Before looking at specific techniques, there are a few principles worth keeping in mind.
Prepare with the client in mind
Thoughtful preparation can prevent many objections from arising in the first place. If you know what the client currently uses or what they may be considering, you can shape your presentation to address these points naturally. This requires knowing your client, knowing your facts, and presenting them in a way that feels relevant and respectful.
Listen with intention
Clients may ask questions or raise concerns for many reasons. It does not always mean they are fully engaged, and it does not always mean your presentation has landed well. The only way to understand what is really happening is to listen properly.
Listen to understand the question behind the question. Listen for emotional cues and subtle shifts in tone. Listen to uncover the real objection rather than the surface one. Sometimes, simply giving the client space to speak allows the objection to dissolve on its own.
Keep your responses grounded in value
Every objection can be linked back to the core benefits of your product or service. Anchor your answers in what matters to the client, not in technical detail or defensive explanations. Your goal is to help them see how your offering supports their needs and priorities.
Avoid unhelpful reactions
A few behaviours can quickly undermine trust:
- Do not laugh at or belittle the client’s concerns.
- Do not criticise competitors. The client may be using them or may respect them.
- Do not lecture, talk down, or appear impatient.
- Do not pretend to know something you do not. It is far better to say you will find out.
- Do not let nerves or uncertainty creep into your tone.
A genuine objection is a positive sign. It shows the client is thinking, processing, and engaging with what you have said.
Techniques for Handling Objections
Below are several practical techniques that can help you respond with confidence and emotional intelligence.
The Suppose Technique
This helps you discover whether an objection is genuine. If a client says, “It is too expensive,” you might respond:
“I suppose if the price were not an issue, you would be open to considering it.”
If they say yes, you know the objection is real.
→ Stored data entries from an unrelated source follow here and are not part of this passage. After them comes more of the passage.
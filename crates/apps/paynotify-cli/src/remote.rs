//! HTTP client for a running job API.

use std::time::Duration;

use async_trait::async_trait;
use paynotify_store::{JobId, JobReader, JobRecord, StoreError, StoreResult};
use reqwest::{Client, RequestBuilder, StatusCode};
use serde::Deserialize;
use tracing::debug;

use crate::api::{EnqueueRequest, HEADER_API_KEY};
use crate::error::{CliError, CliResult};

const REQUEST_TIMEOUT: Duration = Duration::from_secs(10);

#[derive(Deserialize)]
struct EnqueueReply {
    job_id: JobId,
}

#[derive(Deserialize)]
struct ErrorReply {
    message: String,
}

/// Talks to `paynotify serve`.
#[derive(Clone)]
pub struct ApiClient {
    http: Client,
    base_url: String,
    api_key: Option<String>,
}

impl ApiClient {
    /// Create a client for `base_url` (no trailing slash needed).
    pub fn new(base_url: impl Into<String>, api_key: Option<String>) -> CliResult<Self> {
        let http = Client::builder()
            .timeout(REQUEST_TIMEOUT)
            .build()
            .map_err(|e| CliError::config(format!("HTTP client: {}", e)))?;
        Ok(Self {
            http,
            base_url: base_url.into().trim_end_matches('/').to_string(),
            api_key,
        })
    }

    fn authorized(&self, request: RequestBuilder) -> RequestBuilder {
        match &self.api_key {
            Some(key) => request.header(HEADER_API_KEY, key),
            None => request,
        }
    }

    /// Queue `message` for `user_id`.
    pub async fn enqueue(&self, user_id: &str, message: &str) -> CliResult<JobId> {
        let url = format!("{}/enqueue", self.base_url);
        debug!(%url, user_id, "Enqueueing through API");

        let body = EnqueueRequest {
            user_id: user_id.to_string(),
            message: message.to_string(),
        };
        let response = self
            .authorized(self.http.post(&url).json(&body))
            .send()
            .await
            .map_err(|e| CliError::api(format!("POST {}: {}", url, e)))?;

        let status = response.status();
        if status.is_success() {
            let reply: EnqueueReply = response
                .json()
                .await
                .map_err(|e| CliError::api(format!("bad enqueue reply: {}", e)))?;
            return Ok(reply.job_id);
        }

        let message = error_message(response).await;
        if status == StatusCode::NOT_FOUND {
            Err(CliError::NotFound(message))
        } else if status.is_client_error() && status != StatusCode::UNAUTHORIZED {
            Err(CliError::user(message))
        } else {
            Err(CliError::api(format!("HTTP {}: {}", status.as_u16(), message)))
        }
    }

    /// Fetch a job record.
    pub async fn get_job(&self, job_id: &JobId) -> StoreResult<JobRecord> {
        let url = format!("{}/jobs/{}", self.base_url, job_id);
        let response = self
            .authorized(self.http.get(&url))
            .send()
            .await
            .map_err(|e| StoreError::unavailable(format!("GET {}: {}", url, e)))?;

        let status = response.status();
        if status == StatusCode::NOT_FOUND {
            return Err(StoreError::NotFound(job_id.to_string()));
        }
        if status.is_server_error() {
            return Err(StoreError::unavailable(format!(
                "HTTP {}: {}",
                status.as_u16(),
                error_message(response).await
            )));
        }
        if !status.is_success() {
            return Err(StoreError::invalid_data(format!(
                "HTTP {}: {}",
                status.as_u16(),
                error_message(response).await
            )));
        }

        response
            .json()
            .await
            .map_err(|e| StoreError::invalid_data(format!("bad job record: {}", e)))
    }
}

#[async_trait]
impl JobReader for ApiClient {
    async fn read_job(&self, job_id: &JobId) -> StoreResult<JobRecord> {
        self.get_job(job_id).await
    }
}

async fn error_message(response: reqwest::Response) -> String {
    let text = response.text().await.unwrap_or_default();
    match serde_json::from_str::<ErrorReply>(&text) {
        Ok(reply) => reply.message,
        Err(_) => text,
    }
}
If they raise a different concern, you have uncovered the true barrier.
The Plus Technique
This is useful when a client mentions a competitor. You acknowledge the competitor’s strengths, add a benefit of your own product, and gently highlight a limitation of the alternative.
For example:
“You clearly value what that product offers. Ours provides similar benefits, and it also includes these additional features that may help with the challenges you mentioned.”
Turning It Into a Question
This technique reframes the objection into a question you can answer directly.
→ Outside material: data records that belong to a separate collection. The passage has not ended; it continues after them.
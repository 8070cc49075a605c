//! Client side of the x402 notify exchange.
//!
//! One [`PaymentFlowClient::notify`] call is at most two HTTP round trips
//! with one on-chain payment in between:
//!
//! ```text
//! POST /notify ─► 200 ──────────────────────────────► result
//!              └► 402 {x402.accepts} ─► Ledger::pay ─► POST /notify + proof ─► 200 ─► result
//!              └► other ─► Protocol error
//! ```
//!
//! Once `pay` returns, value has moved. Every failure after that point
//! carries the proof so the caller can retry delivery without paying again.

use std::sync::Arc;

use async_trait::async_trait;
use paynotify_settle::{Ledger, PaymentProof};
use reqwest::{Client, StatusCode};
use tracing::{debug, info, warn};

use crate::error::{NotifyError, NotifyResult};
use crate::selector::{FirstAccepted, RequirementSelector};
use crate::types::{
    DeliveryResult, GatewayConfig, NotificationRequest, PaymentChallenge, HEADER_PAYMENT_TX,
};

/// A delivered notification and the payment it was sent with.
#[derive(Debug, Clone, PartialEq)]
pub struct Delivery {
    /// Gateway response body
    pub result: DeliveryResult,
    /// Proof the request carried: freshly paid or supplied by the caller
    pub proof: Option<PaymentProof>,
}

/// Something that can deliver a notification.
///
/// [`PaymentFlowClient`] is the real implementation; the worker and fan-out
/// only depend on this trait.
#[async_trait]
pub trait Notifier: Send + Sync {
    /// Deliver `message` to `destination`, paying if required.
    ///
    /// With `proof` set, the request is sent once with that proof and no
    /// payment is attempted.
    async fn notify(
        &self,
        destination: &str,
        message: &str,
        proof: Option<&PaymentProof>,
    ) -> NotifyResult<DeliveryResult>;

    /// Like [`notify`](Self::notify), but also reports the proof used.
    ///
    /// Callers that persist progress use this to record a payment before
    /// anything else can fail.
    async fn notify_paid(
        &self,
        destination: &str,
        message: &str,
        proof: Option<&PaymentProof>,
    ) -> NotifyResult<Delivery> {
        let result = self.notify(destination, message, proof).await?;
        Ok(Delivery {
            result,
            proof: proof.cloned(),
        })
    }
}

/// Executes the 402 challenge-response flow against one gateway.
#[derive(Clone)]
pub struct PaymentFlowClient {
    http: Client,
    config: GatewayConfig,
    ledger: Arc<dyn Ledger>,
    selector: Arc<dyn RequirementSelector>,
}

/// Status and raw body of a gateway response.
struct GatewayReply {
    status: StatusCode,
    body: String,
}

impl PaymentFlowClient {
    /// Create a client that pays through `ledger`.
    pub fn new(config: GatewayConfig, ledger: Arc<dyn Ledger>) -> NotifyResult<Self> {
        let http = Client::builder()
            .timeout(config.request_timeout)
            .build()
            .map_err(|e| NotifyError::Config(format!("failed to create HTTP client: {}", e)))?;

        Ok(Self {
            http,
            config,
            ledger,
            selector: Arc::new(FirstAccepted),
        })
    }

    /// Replace the payment option selector.
    pub fn with_selector(mut self, selector: Arc<dyn RequirementSelector>) -> Self {
        self.selector = selector;
        self
    }

    /// Get the gateway configuration.
    pub fn config(&self) -> &GatewayConfig {
        &self.config
    }

    /// Fetch delivery statistics the gateway keeps for `address`.
    ///
    /// The body is passed through untouched.
    pub async fn stats(&self, address: &str) -> NotifyResult<serde_json::Value> {
        let url = format!("{}/stats/{}", self.config.base_url(), address);
        debug!(url = %url, "Fetching gateway stats");

        let response = self.http.get(&url).send().await?;
        let status = response.status();
        let body = response.text().await?;

        if !status.is_success() {
            return Err(NotifyError::protocol(
                "unexpected response",
                status.as_u16(),
                body,
            ));
        }
        serde_json::from_str(&body)
            .map_err(|_| NotifyError::protocol("stats response is not JSON", status.as_u16(), body))
    }

    async fn post(
        &self,
        request: &NotificationRequest,
        proof: Option<&PaymentProof>,
    ) -> Result<GatewayReply, reqwest::Error> {
        let url = format!("{}/notify", self.config.base_url());
        let mut builder = self.http.post(&url).json(request);
        if let Some(proof) = proof {
            builder = builder.header(HEADER_PAYMENT_TX, proof.as_str());
        }

        let response = builder.send().await?;
        let status = response.status();
        let body = response.text().await?;
        Ok(GatewayReply { status, body })
    }

    /// Deliver with a proof the caller already holds.
    async fn deliver_with_proof(
        &self,
        request: &NotificationRequest,
        proof: &PaymentProof,
    ) -> NotifyResult<DeliveryResult> {
        debug!(tx = %proof, "Delivering with supplied proof");
        let reply = self.post(request, Some(proof)).await?;
        if reply.status == StatusCode::OK {
            return Ok(parse_result(&reply.body));
        }
        Err(NotifyError::Delivery {
            status: reply.status.as_u16(),
            body: reply.body,
            spent: None,
        })
    }

    /// Retry after paying. Every failure here carries the spent proof.
    async fn deliver_after_payment(
        &self,
        request: &NotificationRequest,
        proof: PaymentProof,
    ) -> NotifyResult<Delivery> {
        let reply = match self.post(request, Some(&proof)).await {
            Ok(reply) => reply,
            Err(e) => {
                warn!(tx = %proof, error = %e, "Gateway unreachable after payment");
                return Err(NotifyError::Network {
                    message: e.to_string(),
                    spent: Some(proof),
                });
            }
        };

        if reply.status == StatusCode::OK {
            info!(tx = %proof, destination = %request.destination, "Notification delivered");
            return Ok(Delivery {
                result: parse_result(&reply.body),
                proof: Some(proof),
            });
        }

        warn!(
            tx = %proof,
            status = reply.status.as_u16(),
            "Gateway rejected delivery after payment"
        );
        Err(NotifyError::Delivery {
            status: reply.status.as_u16(),
            body: reply.body,
            spent: Some(proof),
        })
    }
}

#[async_trait]
impl Notifier for PaymentFlowClient {
    async fn notify(
        &self,
        destination: &str,
        message: &str,
        proof: Option<&PaymentProof>,
    ) -> NotifyResult<DeliveryResult> {
        self.notify_paid(destination, message, proof)
            .await
            .map(|delivery| delivery.result)
    }

    async fn notify_paid(
        &self,
        destination: &str,
        message: &str,
        proof: Option<&PaymentProof>,
    ) -> NotifyResult<Delivery> {
        let request = NotificationRequest::new(destination, message);

        if let Some(proof) = proof {
            let result = self.deliver_with_proof(&request, proof).await?;
            return Ok(Delivery {
                result,
                proof: Some(proof.clone()),
            });
        }

        debug!(destination, "Sending notification");
        let reply = self.post(&request, None).await?;

        match reply.status {
            StatusCode::OK => {
                return Ok(Delivery {
                    result: parse_result(&reply.body),
                    proof: None,
                })
            }
            StatusCode::PAYMENT_REQUIRED => {}
            other => {
                return Err(NotifyError::protocol(
                    "unexpected response",
                    other.as_u16(),
                    reply.body,
                ))
            }
        }

        let status = reply.status.as_u16();
        let challenge: PaymentChallenge = match serde_json::from_str(&reply.body) {
            Ok(challenge) => challenge,
            Err(_) => {
                return Err(NotifyError::protocol(
                    "no acceptable payment method",
                    status,
                    reply.body,
                ))
            }
        };

        let requirement = match self.selector.select(challenge.accepts()) {
            Some(req) => req,
            None => {
                return Err(NotifyError::protocol(
                    "no acceptable payment method",
                    status,
                    reply.body,
                ))
            }
        };

        info!(
            pay_to = %requirement.pay_to,
            amount = %requirement.max_amount_required,
            "Payment required"
        );
        let proof = self
            .ledger
            .pay(&requirement.pay_to, &requirement.max_amount_required)
            .await?;

        self.deliver_after_payment(&request, proof).await
    }
}

/// Success bodies are JSON; anything else is kept as a string.
fn parse_result(body: &str) -> DeliveryResult {
    serde_json::from_str(body).unwrap_or_else(|_| DeliveryResult::String(body.to_string()))
}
If a client says they prefer a competitor, you might respond:
“So what you want to understand is how our product compares. One of the key differences is…”
This keeps the conversation constructive and focused.
The Third Party Technique
Here, you use external evidence to avoid direct confrontation.
For example:
“Many clients have found that their current product works well in most situations. Interestingly, independent research from a university study found that it can struggle under certain conditions. They also noted that our product performs more consistently in those same situations.”
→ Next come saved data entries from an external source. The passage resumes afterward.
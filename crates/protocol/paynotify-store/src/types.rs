//! Job and subscription records.

use chrono::{DateTime, Utc};
use serde::{Deserialize, Serialize};
use std::fmt;
use std::str::FromStr;
use uuid::Uuid;

use crate::error::{StoreError, StoreResult};

/// Unique job identifier (UUID v4 in its hyphenated form).
#[derive(Debug, Clone, PartialEq, Eq, Hash, PartialOrd, Ord, Serialize, Deserialize)]
#[serde(transparent)]
pub struct JobId(String);

impl JobId {
    /// Generate a fresh random id.
    pub fn generate() -> Self {
        Self(Uuid::new_v4().to_string())
    }

    /// Wrap an existing id without validation.
    ///
    /// Ids arrive from HTTP paths and older rows; any string is accepted.
    pub fn new(id: impl Into<String>) -> Self {
        Self(id.into())
    }

    /// Get the id as a string slice.
    pub fn as_str(&self) -> &str {
        &self.0
    }
}

impl fmt::Display for JobId {
    fn fmt(&self, f: &mut fmt::Formatter<'_>) -> fmt::Result {
        f.write_str(&self.0)
    }
}

impl From<&str> for JobId {
    fn from(s: &str) -> Self {
        Self(s.to_string())
    }
}

/// Lifecycle state of a job.
///
/// ```text
/// queued ──► running ──┬──► finished
///                      ├──► failed
///                      └──► unconfirmed
/// ```
#[derive(Debug, Clone, Copy, PartialEq, Eq, Hash, Serialize, Deserialize)]
#[serde(rename_all = "lowercase")]
pub enum JobStatus {
    /// Accepted, waiting for a worker.
    Queued,
    /// A worker is delivering it.
    Running,
    /// Delivered; `result` holds the gateway response.
    Finished,
    /// Delivery failed; `error` says why.
    Failed,
    /// Payment was broadcast but never confirmed. Funds may have moved.
    Unconfirmed,
}

impl JobStatus {
    /// All statuses in lifecycle order.
    pub const ALL: [JobStatus; 5] = [
        JobStatus::Queued,
        JobStatus::Running,
        JobStatus::Finished,
        JobStatus::Failed,
        JobStatus::Unconfirmed,
    ];

    /// Storage and wire name.
    pub fn as_str(&self) -> &'static str {
        match self {
            Self::Queued => "queued",
            Self::Running => "running",
            Self::Finished => "finished",
            Self::Failed => "failed",
            Self::Unconfirmed => "unconfirmed",
        }
    }

    /// True once no further transition is allowed.
    pub fn is_terminal(&self) -> bool {
        matches!(self, Self::Finished | Self::Failed | Self::Unconfirmed)
    }

    /// Position in the lifecycle (terminal states share the last rank).
    fn rank(&self) -> u8 {
        match self {
            Self::Queued => 0,
            Self::Running => 1,
            Self::Finished | Self::Failed | Self::Unconfirmed => 2,
        }
    }

    /// Whether moving from `self` to `next` goes forward.
    ///
    /// Re-writing the same non-terminal status is allowed, and `queued` may
    /// jump straight to a terminal state (e.g. when the queue push fails).
    pub fn can_transition_to(&self, next: JobStatus) -> bool {
        if self.is_terminal() {
            return false;
        }
        next.rank() >= self.rank()
    }
}

impl fmt::Display for JobStatus {
    fn fmt(&self, f: &mut fmt::Formatter<'_>) -> fmt::Result {
        f.write_str(self.as_str())
    }
}

impl FromStr for JobStatus {
    type Err = StoreError;

    fn from_str(s: &str) -> Result<Self, Self::Err> {
        Self::ALL
            .into_iter()
            .find(|status| status.as_str() == s)
            .ok_or_else(|| StoreError::invalid_data(format!("unknown job status: {}", s)))
    }
}

/// Stored state of one job.
#[derive(Debug, Clone, PartialEq, Serialize, Deserialize)]
pub struct JobRecord {
    /// Unique id.
    pub job_id: JobId,
    /// Subscriber the job was created for.
    pub user_id: String,
    /// Current status.
    pub status: JobStatus,
    /// Gateway response, when finished.
    pub result: Option<serde_json::Value>,
    /// Failure description, when failed or unconfirmed.
    pub error: Option<String>,
    /// Transaction that paid for the delivery, once known.
    #[serde(default, skip_serializing_if = "Option::is_none")]
    pub payment_tx: Option<String>,
    /// When the job was created. Never changes.
    pub created_at: DateTime<Utc>,
    /// When the record was last written.
    pub updated_at: DateTime<Utc>,
}

impl JobRecord {
    /// A freshly queued record.
    pub fn queued(job_id: JobId, user_id: impl Into<String>, now: DateTime<Utc>) -> Self {
        Self {
            job_id,
            user_id: user_id.into(),
            status: JobStatus::Queued,
            result: None,
            error: None,
            payment_tx: None,
            created_at: now,
            updated_at: now,
        }
    }

    /// True once the job will not change again.
    pub fn is_terminal(&self) -> bool {
        self.status.is_terminal()
    }
}

/// A status write for [`JobStore::apply_update`](crate::JobStore::apply_update).
#[derive(Debug, Clone, PartialEq, Serialize, Deserialize)]
pub struct JobUpdate {
    /// New status.
    pub status: JobStatus,
    /// Result payload.
    #[serde(default)]
    pub result: Option<serde_json::Value>,
    /// Error text.
    #[serde(default)]
    pub error: Option<String>,
    /// Payment transaction to record. `None` keeps whatever is stored.
    #[serde(default, skip_serializing_if = "Option::is_none")]
    pub payment_tx: Option<String>,
}

impl JobUpdate {
    /// Mark the job running.
    pub fn running() -> Self {
        Self {
            status: JobStatus::Running,
            result: None,
            error: None,
            payment_tx: None,
        }
    }

    /// Mark the job finished with the gateway's response.
    pub fn finished(result: serde_json::Value) -> Self {
        Self {
            status: JobStatus::Finished,
            result: Some(result),
            error: None,
            payment_tx: None,
        }
    }

    /// Mark the job failed.
    pub fn failed(error: impl Into<String>) -> Self {
        Self {
            status: JobStatus::Failed,
            result: None,
            error: Some(error.into()),
            payment_tx: None,
        }
    }

    /// Mark the job unconfirmed (payment outcome unknown).
    pub fn unconfirmed(error: impl Into<String>) -> Self {
        Self {
            status: JobStatus::Unconfirmed,
            result: None,
            error: Some(error.into()),
            payment_tx: None,
        }
    }

    /// Record the transaction that paid for this job.
    pub fn with_payment_tx(mut self, tx: impl Into<String>) -> Self {
        self.payment_tx = Some(tx.into());
        self
    }

    /// Check that the payload fields fit the status: `result` only with
    /// `finished`, `error` only with `failed` or `unconfirmed`.
    pub fn check_fields(&self) -> StoreResult<()> {
        if self.result.is_some() && self.status != JobStatus::Finished {
            return Err(StoreError::invalid_data(format!(
                "result is only allowed with status finished, not {}",
                self.status
            )));
        }
        if self.error.is_some()
            && !matches!(self.status, JobStatus::Failed | JobStatus::Unconfirmed)
        {
            return Err(StoreError::invalid_data(format!(
                "error is only allowed with status failed or unconfirmed, not {}",
                self.status
            )));
        }
        Ok(())
    }
}

/// What the queue carries from the enqueuer to a worker.
#[derive(Debug, Clone, PartialEq, Eq, Serialize, Deserialize)]
pub struct WorkItem {
    /// Job this work belongs to.
    pub job_id: JobId,
    /// Subscriber.
    pub user_id: String,
    /// Resolved delivery destination.
    pub destination: String,
    /// Message body.
    pub message: String,
}

/// A work item claimed from the durable queue.
#[derive(Debug, Clone, PartialEq, Eq)]
pub struct ClaimedWork {
    /// Queue row id, used to acknowledge.
    pub queue_id: i64,
    /// The work itself.
    pub item: WorkItem,
    /// How many times this row has been claimed, including this one.
    pub attempts: u32,
}

/// A subscriber and where to reach them.
#[derive(Debug, Clone, PartialEq, Eq, Serialize, Deserialize)]
pub struct Subscription {
    /// Subscriber id.
    pub user_id: String,
    /// Delivery destination (e.g. a chat id).
    pub destination: String,
    /// When the subscription was first created.
    pub created_at: DateTime<Utc>,
}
This keeps the tone neutral and informative.
The Agree, but… Technique
You acknowledge the client’s point and gently introduce a new perspective.
“I agree that your current solution works well for you. But if you also value this particular benefit, it may be worth looking at how our product supports that need.”
The Feel, Felt, Found Technique
A classic approach that remains effective because it is rooted in empathy.
“I understand why you feel that way. Others have felt the same initially. What they found was that the long term benefits actually made it more cost effective.”
It validates the client’s experience while offering a new insight.
Take the Blame Yourself Technique
This allows you to reset the conversation without defensiveness.
“I am sorry to hear that. I may not have explained clearly that the product has been updated since you last used it. It now offers these improvements…”
This opens the door to reintroducing key benefits.
Bringing It All Together
The purpose of these techniques is not to win an argument. It is to guide the conversation back to value, clarity, and understanding. Avoid getting pulled into technical debates that distract from your core message. Choose the techniques that feel natural to you, practise them, and allow them to become part of your instinctive communication style.
When used with emotional intelligence, these approaches make selling easier, more effective, and far more human.